There was genuine sad news last week with the sudden and unexpected death of Walter S. Browne, one of the true characters of the chess world. The news broke via the Las Vegas Chess Festival, where Walter was a regular guest and had just participated in the 50th edition of the National Open, a tournament he came to regard as “his event”, having won it a record eleven times during his long career. He was 66.
Walter Shawn Browne was born on Jan.10, 1949, in Sydney, Australia. His father was American and his mother, Australian. The family moved though to the U.S. in 1953 - and whereafter, uncannily, his life seemed to parallel that of his hero Bobby Fischer. Like Fischer, he spent his formative years in Brooklyn. Like Fischer, he attended Erasmus High School and, again, like Fischer, he dropped out of school at 16 to pursue a professional career in chess, as he went on to become the most dominant player in the country after the Fischer era.

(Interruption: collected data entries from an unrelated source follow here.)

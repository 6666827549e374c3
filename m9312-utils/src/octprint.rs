use std::fmt::Write;

/// Words shown on each line of an octal dump.
pub const WORDS_PER_LINE: usize = 8;

/// Nicely format the given words as an octal dump. Each line is labelled with
/// `origin` plus the index of its first word.
pub fn pretty_print_octal_words(words: &[u16], origin: u16) -> String {
    // Each 8 words of the input produces a line consisting of:
    // - a 6-digit address and a colon
    // - 8 words of 7 characters (a space and 6 digits)
    // - a single space
    // - 16 characters of ASCII
    // - 1 newline
    // Therefore, each 8 words of input produces 81 bytes of output.
    let mut str = String::with_capacity((words.len() / WORDS_PER_LINE + 1) * 81);
    for (line, chunk) in words.chunks(WORDS_PER_LINE).enumerate() {
        let address = origin.wrapping_add((line * WORDS_PER_LINE) as u16);
        write!(str, "{:06o}:", address).unwrap();
        for word in chunk.iter() {
            write!(str, " {:06o}", word).unwrap();
        }
        // Pad a short final line so the ASCII column stays aligned.
        for _ in chunk.len()..WORDS_PER_LINE {
            str.push_str("       ");
        }
        str.push(' ');
        for word in chunk.iter() {
            let [high, low] = word.to_be_bytes();
            str.push(printable(high));
            str.push(printable(low));
        }
        for _ in chunk.len()..WORDS_PER_LINE {
            str.push_str("  ");
        }
        str.push('\n');
    }

    str
}

fn printable(chr: u8) -> char {
    match chr {
        32..=126 => chr.into(),
        _ => '.',
    }
}
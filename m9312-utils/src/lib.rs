pub mod file;
pub mod octprint;
pub mod read_le;
pub mod write_le;
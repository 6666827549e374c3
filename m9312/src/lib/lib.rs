//! Conversion between the three forms of a DEC M9312 boot PROM: the
//! scrambled nibble image that PROM programmers read and write as hex
//! records, PDP-11 absolute binary, and an octal dump.

#[macro_use]
pub mod error;
pub mod absbin;
pub mod data;
pub mod dump;
pub mod hexrec;
pub mod scramble;


use log::{debug, info, warn};
use std::io::{BufRead, Read, Write};

// Public API.
pub use data::{NibbleBuffer, Options, Padding, PromImage, WordBuffer};
pub use error::{ErrorKind, PromError, PromResult};

use crate::data::{PROM_SIZE, ROM_NIBBLES, ROM_WORDS};

/// Unscramble a PROM hex file into absolute binary.
pub fn unscramble_hex<R, W>(input: R, output: W, options: &Options) -> PromResult<()>
    where R: BufRead,
          W: Write
{
    let words = read_prom(input)?;
    absbin::write(output, options.origin, options.transfer_address(),
                  &words, &options.padding)
}

/// Scramble absolute binary into a PROM hex file covering the whole PROM.
pub fn scramble_abs<R, W>(input: R, output: W, options: &Options) -> PromResult<()>
    where R: Read,
          W: Write
{
    let mut words = [0; ROM_WORDS];
    let load = absbin::read(input, &mut words)?;
    if load.origin != options.origin {
        warn!("Binary loads at {:06o} rather than {:06o}.", load.origin, options.origin);
    }
    if load.words < ROM_WORDS {
        warn!("Binary only supplied {} of {} words; the rest are zero.",
              load.words, ROM_WORDS);
    }

    let mut image: PromImage = [0; PROM_SIZE];
    image[..ROM_NIBBLES].copy_from_slice(&scramble::scramble_buffer(&words));
    info!("Scrambled {} words.", ROM_WORDS);
    hexrec::write(output, 0, &image)
}

/// Unscramble a PROM hex file into an octal dump.
pub fn dump_hex<R, W>(input: R, output: W, options: &Options) -> PromResult<()>
    where R: BufRead,
          W: Write
{
    let words = read_prom(input)?;
    dump::render(output, options.origin, &words)
}

/// Read a whole PROM from hex records and unscramble the part in use.
pub fn read_prom<R: BufRead>(input: R) -> PromResult<WordBuffer> {
    let mut image: PromImage = [0; PROM_SIZE];
    hexrec::read(input, &mut image)?;
    if image[ROM_NIBBLES..].iter().any(|&b| b != 0) {
        warn!("The unused upper half of the PROM is not blank; ignoring it.");
    }

    let mut nibbles: NibbleBuffer = [0; ROM_NIBBLES];
    nibbles.copy_from_slice(&image[..ROM_NIBBLES]);
    debug!("Unscrambling {} nibbles.", nibbles.len());
    Ok(scramble::unscramble_buffer(&nibbles))
}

As a youngster, he won the U.S. Junior Championship in 1966 and thought of as “the next Fischer”. But in his early career, due to his place of birth, he opted instead to represent Australia in competition, winning the 1969 Australian Championship, tying for first at the 1969 Asian Zonal tournament in Singapore, and playing first board at the 1970 and 1972 Olympiads. He did so because it gave him easier access to FIDE zonal and Interzonal tournaments and top board competitions. But from the mid-1970s onward he would represent the United States.
Walter also subsidised his career by poker, backgammon and even scrabble. “I can beat 97 out of 100 experts in Scrabble, 98 of 100 in backgammon and 99.9 of 100 in poker,” he told Sports Illustrated in 1976. “At hi-lo, table-limit poker, I’m the best in the world.” This competitive drive also gave Walter many chess successes but unfortunately he was never a serious world title challenger, not least because his peak years coincided with Anatoly Karpov.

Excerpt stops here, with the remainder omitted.